▶ What you are asked to do
Only the lines holding "PortSpec" are wanted. Copy every one from the records below.

▶ Records to process
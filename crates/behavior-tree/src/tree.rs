//! Arena storage and the tick / halt walk.
//!
//! A [`Tree`] owns every node in flat vectors. Control nodes refer to their
//! children by [`NodeId`]; composite child lists are contiguous runs in a
//! shared edge vector. Leaves are boxed [`Behavior`]s kept apart from the
//! node table so that the walk can borrow a leaf mutably while the tree
//! itself is being traversed.

use crate::{Behavior, Composite, Decorator, Status};

/// Index of a node inside its [`Tree`].
#[derive(Debug, Clone, Copy, PartialEq, Eq, Hash, PartialOrd, Ord)]
pub struct NodeId(pub(crate) usize);

/// Half-open range into the edge vector.
#[derive(Debug, Clone, Copy, PartialEq, Eq)]
pub(crate) struct ChildRange {
    pub(crate) start: usize,
    pub(crate) end: usize,
}

#[derive(Debug, Clone, Copy)]
pub(crate) enum Shape {
    Composite(Composite, ChildRange),
    Decorator(Decorator, NodeId),
    Leaf(usize),
}

pub(crate) struct Node {
    pub(crate) shape: Shape,
    pub(crate) name: String,
    pub(crate) last: Option<Status>,
}

/// An immutable-shape behavior tree with mutable leaf state.
pub struct Tree<C> {
    pub(crate) nodes: Vec<Node>,
    pub(crate) edges: Vec<NodeId>,
    pub(crate) leaves: Vec<Box<dyn Behavior<C>>>,
    pub(crate) root: NodeId,
}

impl<C> Tree<C> {
    pub fn root(&self) -> NodeId {
        self.root
    }

    pub fn len(&self) -> usize {
        self.nodes.len()
    }

    pub fn is_empty(&self) -> bool {
        self.nodes.is_empty()
    }

    /// Display name given when the node was added.
    pub fn name(&self, id: NodeId) -> &str {
        &self.nodes[id.0].name
    }

    /// Status returned by the node on its most recent tick, if it was ticked
    /// since the last halt.
    pub fn last_status(&self, id: NodeId) -> Option<Status> {
        self.nodes[id.0].last
    }

    /// Evaluates the whole tree once.
    pub fn tick(&mut self, ctx: &mut C) -> Status {
        self.tick_node(self.root, ctx)
    }

    /// Interrupts every running node.
    pub fn halt(&mut self) {
        self.halt_node(self.root);
    }

    pub(crate) fn child(&self, edge: usize) -> NodeId {
        self.edges[edge]
    }

    pub(crate) fn tick_node(&mut self, id: NodeId, ctx: &mut C) -> Status {
        let shape = self.nodes[id.0].shape;
        let status = match shape {
            Shape::Composite(kind, children) => kind.tick(self, children, ctx),
            Shape::Decorator(kind, child) => kind.tick(self, child, ctx),
            Shape::Leaf(leaf) => self.leaves[leaf].tick(ctx),
        };
        self.nodes[id.0].last = Some(status);
        status
    }

    pub(crate) fn halt_node(&mut self, id: NodeId) {
        let node = &mut self.nodes[id.0];
        let was_running = node.last == Some(Status::Running);
        let shape = node.shape;
        node.last = None;
        if !was_running {
            return;
        }
        match shape {
            Shape::Composite(_, children) => self.halt_children(children.start, children.end),
            Shape::Decorator(_, child) => self.halt_node(child),
            Shape::Leaf(leaf) => self.leaves[leaf].halt(),
        }
    }

    /// Halts the children stored at `edges[from..to]`.
    pub(crate) fn halt_children(&mut self, from: usize, to: usize) {
        for edge in from..to {
            let child = self.child(edge);
            self.halt_node(child);
        }
    }
}

#[cfg(test)]
mod tests {
    use std::sync::{Arc, Mutex};

    use super::*;
    use crate::TreeBuilder;

    #[derive(Default)]
    struct Trace {
        ticks: Vec<&'static str>,
        running: bool,
    }

    /// Runs while `ctx.running` is set, then succeeds.
    struct Busy(&'static str);
    impl Behavior<Trace> for Busy {
        fn tick(&mut self, ctx: &mut Trace) -> Status {
            ctx.ticks.push(self.0);
            if ctx.running {
                Status::Running
            } else {
                Status::Success
            }
        }
    }

    struct Recorder {
        label: &'static str,
        status: Status,
        halted: Arc<Mutex<Vec<&'static str>>>,
    }
    impl Behavior<Trace> for Recorder {
        fn tick(&mut self, ctx: &mut Trace) -> Status {
            ctx.ticks.push(self.label);
            self.status
        }

        fn halt(&mut self) {
            self.halted.lock().unwrap().push(self.label);
        }
    }

    #[test]
    fn records_last_status_per_node() {
        let mut builder = TreeBuilder::new();
        let busy = builder.leaf("busy", Busy("busy"));
        let root = builder.sequence(vec![busy]);
        let mut tree = builder.build(root);

        let mut ctx = Trace {
            running: true,
            ..Trace::default()
        };
        assert_eq!(tree.tick(&mut ctx), Status::Running);
        assert_eq!(tree.last_status(busy), Some(Status::Running));
        assert_eq!(tree.name(busy), "busy");

        tree.halt();
        assert_eq!(tree.last_status(busy), None);
        assert_eq!(tree.last_status(tree.root()), None);
    }

    #[test]
    fn halt_reaches_running_leaf_only() {
        let halted = Arc::new(Mutex::new(Vec::new()));
        let mut builder = TreeBuilder::new();
        let done = builder.leaf(
            "done",
            Recorder {
                label: "done",
                status: Status::Success,
                halted: halted.clone(),
            },
        );
        let busy = builder.leaf(
            "busy",
            Recorder {
                label: "busy",
                status: Status::Running,
                halted: halted.clone(),
            },
        );
        let root = builder.sequence(vec![done, busy]);
        let mut tree = builder.build(root);

        let mut ctx = Trace::default();
        tree.tick(&mut ctx);
        tree.halt();

        assert_eq!(ctx.ticks, vec!["done", "busy"]);
        assert_eq!(*halted.lock().unwrap(), vec!["busy"]);
    }
}
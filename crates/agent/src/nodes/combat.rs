//! Weapon use.

use behavior_tree::{Behavior, Status};
use game_core::{ActionOrder, UnitId};
use tracing::debug;

use crate::blackboard::{InputPort, PortType};
use crate::catalog::{PortMap, PortSpec};
use crate::context::TickContext;

/// Aims and fires the equipped weapon.
///
/// Fails when the unit is unarmed or out of ammo for its weapon. The `id`
/// port names the intended target; firing itself does not depend on it.
pub struct Shoot {
    id: InputPort<UnitId>,
}

impl Shoot {
    pub const PORTS: &'static [PortSpec] = &[PortSpec::input("id", PortType::Id)];

    pub fn new(id: InputPort<UnitId>) -> Self {
        Self { id }
    }

    pub fn build(ports: &PortMap) -> Box<dyn Behavior<TickContext>> {
        Box::new(Self::new(ports.input("id")))
    }
}

impl Behavior<TickContext> for Shoot {
    fn tick(&mut self, ctx: &mut TickContext) -> Status {
        match ctx.me.equipped_ammo() {
            Some(ammo) if ammo > 0 => {
                if let Some(target) = self.id.get(&ctx.blackboard) {
                    debug!(%target, ammo, "Shoot");
                }
                ctx.order.action = Some(ActionOrder::Aim { shoot: true });
                Status::Success
            }
            _ => Status::Failure,
        }
    }
}
//! Behavior-tree agent for the top-down arena.
//!
//! - [`NodeCatalog`]: tactical leaves registered under stable names with
//!   their declared ports
//! - [`Blueprint`]: a topology resolved against the catalog. All names,
//!   ports and subtree references are checked here, never while ticking
//! - [`DecisionEngine`]: one evaluation of the resolved tree per tick
//! - [`Agent`]: turns a snapshot into an order for the controlled unit
//!
//! Nodes share data through a typed [`Blackboard`] that lives for one tick.

pub mod blackboard;
pub mod catalog;
pub mod context;
pub mod controller;
pub mod engine;
pub mod error;
pub mod nodes;
pub mod tuning;

#[cfg(test)]
mod testing;

pub use blackboard::{Blackboard, InputPort, OutputPort, PortData, PortType, PortValue, SlotId};
pub use catalog::{NodeCatalog, NodeEntry, NodeFactory, PortDirection, PortMap, PortSpec};
pub use context::TickContext;
pub use controller::Agent;
pub use engine::{Blueprint, DecisionEngine, EngineState};
pub use error::{AgentError, Result, TopologyError};
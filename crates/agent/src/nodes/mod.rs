//! Tactical leaf nodes.
//!
//! Every node reads the snapshot through [`TickContext`](crate::TickContext)
//! and writes into the order being built for the controlled unit. A missing
//! precondition (unbound port, no weapon, unknown target) is reported as
//! `Failure`; nothing here panics.
//!
//! - [`steering`]: `Move`, `Dodge`, `AvoidZone`, `GoCenter`
//! - [`targeting`]: `GetClosestTarget`, `GoToTarget`, `Look`
//! - [`combat`]: `Shoot`

pub mod combat;
pub mod steering;
pub mod targeting;

pub use combat::Shoot;
pub use steering::{AvoidZone, Dodge, GoCenter, Move};
pub use targeting::{GetClosestTarget, GoToTarget, Look};

use crate::catalog::NodeCatalog;

/// Registers every tactical node under its topology name.
pub fn register_builtin(catalog: &mut NodeCatalog) {
    catalog.register("Move", Move::PORTS, Move::build);
    catalog.register("Dodge", &[], Dodge::build);
    catalog.register("AvoidZone", &[], AvoidZone::build);
    catalog.register("GoCenter", &[], GoCenter::build);
    catalog.register("GetClosestTarget", GetClosestTarget::PORTS, GetClosestTarget::build);
    catalog.register("GoToTarget", GoToTarget::PORTS, GoToTarget::build);
    catalog.register("Look", Look::PORTS, Look::build);
    catalog.register("Shoot", Shoot::PORTS, Shoot::build);
}
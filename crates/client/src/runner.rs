//! Session runner: connection, handshake and message loop.

use std::io::{self, Read, Write};
use std::net::TcpStream;
use std::thread;

use agent::{Agent, Blueprint};
use anyhow::{Context, Result, bail};
use game_protocol::{ClientMessage, ServerMessage, Wire, write_handshake};
use tracing::{debug, info, trace, warn};

use crate::config::BotConfig;

/// Connects to the server, retrying while the connection is refused.
pub fn connect(config: &BotConfig) -> Result<TcpStream> {
    let address = (config.host.as_str(), config.port);
    loop {
        match TcpStream::connect(address) {
            Ok(stream) => {
                stream.set_nodelay(true).context("Failed to set TCP_NODELAY")?;
                info!("Connected to {}:{}", config.host, config.port);
                return Ok(stream);
            }
            Err(e) if e.kind() == io::ErrorKind::ConnectionRefused => {
                warn!(
                    "Connection to {}:{} refused; retrying in {:?}",
                    config.host, config.port, config.reconnect_delay
                );
                thread::sleep(config.reconnect_delay);
            }
            Err(e) => {
                return Err(e)
                    .with_context(|| format!("Failed to connect to {}:{}", config.host, config.port));
            }
        }
    }
}

/// One match against the server.
///
/// A new [`Agent`] is built each time the server sends match constants.
pub struct Session<'a, R, W> {
    reader: R,
    writer: W,
    blueprint: &'a Blueprint,
    agent: Option<Agent>,
}

impl<'a, R: Read, W: Write> Session<'a, R, W> {
    pub fn new(reader: R, writer: W, blueprint: &'a Blueprint) -> Self {
        Self {
            reader,
            writer,
            blueprint,
            agent: None,
        }
    }

    /// Announces the player token and protocol version.
    pub fn handshake(&mut self, token: &str) -> Result<()> {
        write_handshake(&mut self.writer, token).context("Failed to send handshake")?;
        debug!("Handshake sent");
        Ok(())
    }

    /// Serves messages until the server finishes the match.
    ///
    /// Returns the number of orders sent.
    pub fn run(&mut self) -> Result<u64> {
        loop {
            let message =
                ServerMessage::read_from(&mut self.reader).context("Failed to read server message")?;
            trace!(message = message.name(), "received");

            match message {
                ServerMessage::UpdateConstants { constants } => {
                    info!(
                        weapons = constants.weapons.len(),
                        obstacles = constants.obstacles.len(),
                        "Match constants received"
                    );
                    self.agent = Some(Agent::new(constants, self.blueprint));
                }
                ServerMessage::GetOrder {
                    player_view,
                    debug_available,
                } => {
                    let Some(agent) = self.agent.as_mut() else {
                        bail!("Order requested before match constants");
                    };
                    let order = agent.get_order(player_view, debug_available);
                    self.send(&ClientMessage::OrderMessage { order })?;
                }
                ServerMessage::DebugUpdate { displayed_tick } => {
                    if let Some(agent) = self.agent.as_mut() {
                        agent.debug_update(displayed_tick);
                    }
                    self.send(&ClientMessage::DebugUpdateDone)?;
                }
                ServerMessage::Finish => {
                    let ticks = match self.agent.as_mut() {
                        Some(agent) => {
                            agent.finish();
                            agent.ticks()
                        }
                        None => 0,
                    };
                    return Ok(ticks);
                }
            }
        }
    }

    fn send(&mut self, message: &ClientMessage) -> Result<()> {
        message
            .write_to(&mut self.writer)
            .context("Failed to write client message")?;
        self.writer.flush().context("Failed to flush client message")?;
        Ok(())
    }

    pub fn into_parts(self) -> (R, W) {
        (self.reader, self.writer)
    }
}

#[cfg(test)]
mod tests {
    use agent::NodeCatalog;
    use game_content::TopologyLoader;
    use game_core::{Constants, Game, PlayerId, Unit, UnitId, Vec2, Zone};
    use game_protocol::ProtocolError;

    use super::*;

    fn blueprint() -> Blueprint {
        let topology = TopologyLoader::parse(
            r#"(main_tree: "Main", trees: {"Main": Action(name: "GoCenter")})"#,
        )
        .unwrap();
        Blueprint::resolve(&topology, &NodeCatalog::builtin()).unwrap()
    }

    fn get_order() -> ServerMessage {
        ServerMessage::GetOrder {
            player_view: Game {
                my_id: PlayerId(1),
                units: vec![Unit {
                    id: UnitId(3),
                    player_id: PlayerId(1),
                    position: Vec2::new(0.0, -5.0),
                    direction: Vec2::new(1.0, 0.0),
                    ..Unit::default()
                }],
                zone: Zone {
                    current_radius: 50.0,
                    ..Zone::default()
                },
                ..Game::default()
            },
            debug_available: false,
        }
    }

    fn encode(messages: &[ServerMessage]) -> Vec<u8> {
        let mut bytes = Vec::new();
        for message in messages {
            message.write_to(&mut bytes).unwrap();
        }
        bytes
    }

    fn decode_all(mut bytes: &[u8]) -> Vec<ClientMessage> {
        let mut messages = Vec::new();
        while !bytes.is_empty() {
            messages.push(ClientMessage::read_from(&mut bytes).unwrap());
        }
        messages
    }

    fn constants() -> ServerMessage {
        ServerMessage::UpdateConstants {
            constants: Constants {
                max_unit_forward_speed: 2.0,
                unit_radius: 1.0,
                ..Constants::default()
            },
        }
    }

    #[test]
    fn answers_orders_and_debug_updates() {
        let blueprint = blueprint();
        let input = encode(&[
            constants(),
            get_order(),
            ServerMessage::DebugUpdate { displayed_tick: 4 },
            get_order(),
            ServerMessage::Finish,
        ]);

        let mut session = Session::new(input.as_slice(), Vec::new(), &blueprint);
        assert_eq!(session.run().unwrap(), 2);

        let (_, output) = session.into_parts();
        let replies = decode_all(&output);
        assert_eq!(replies.len(), 3);
        assert!(matches!(replies[1], ClientMessage::DebugUpdateDone));

        let ClientMessage::OrderMessage { order } = &replies[0] else {
            panic!("expected an order, got {}", replies[0]);
        };
        let directive = &order.unit_orders[&UnitId(3)];
        assert_eq!(directive.target_velocity, Vec2::new(0.0, 2.0));
        assert_eq!(directive.target_direction, Vec2::new(0.0, 5.0));
    }

    #[test]
    fn order_before_constants_is_an_error() {
        let blueprint = blueprint();
        let input = encode(&[get_order()]);

        let mut session = Session::new(input.as_slice(), Vec::new(), &blueprint);
        let err = session.run().unwrap_err();
        assert!(err.to_string().contains("before match constants"));
    }

    #[test]
    fn unknown_tag_aborts_the_session() {
        let blueprint = blueprint();
        let mut input = encode(&[constants()]);
        input.extend_from_slice(&42i32.to_le_bytes());

        let mut session = Session::new(input.as_slice(), Vec::new(), &blueprint);
        let err = session.run().unwrap_err();
        assert!(matches!(
            err.downcast_ref::<ProtocolError>(),
            Some(ProtocolError::UnexpectedTag { tag: 42, .. })
        ));
    }

    #[test]
    fn closed_stream_is_an_error() {
        let blueprint = blueprint();
        let input = encode(&[constants()]);

        let mut session = Session::new(input.as_slice(), Vec::new(), &blueprint);
        let err = session.run().unwrap_err();
        assert!(matches!(
            err.downcast_ref::<ProtocolError>(),
            Some(ProtocolError::Truncated)
        ));
    }

    #[test]
    fn handshake_precedes_messages() {
        let blueprint = blueprint();
        let mut session = Session::new(&[][..], Vec::new(), &blueprint);
        session.handshake("0000000000000000").unwrap();

        let (_, output) = session.into_parts();
        assert_eq!(&output[..4], &16i32.to_le_bytes());
        assert_eq!(&output[output.len() - 12..], &[1, 0, 0, 0, 0, 0, 0, 0, 1, 0, 0, 0]);
    }
}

▶ Task output
use crate::catalog::{PortMap, PortSpec};
    pub const PORTS: &'static [PortSpec] = &[PortSpec::input("id", PortType::Id)];
pub use catalog::{NodeCatalog, NodeEntry, NodeFactory, PortDirection, PortMap, PortSpec};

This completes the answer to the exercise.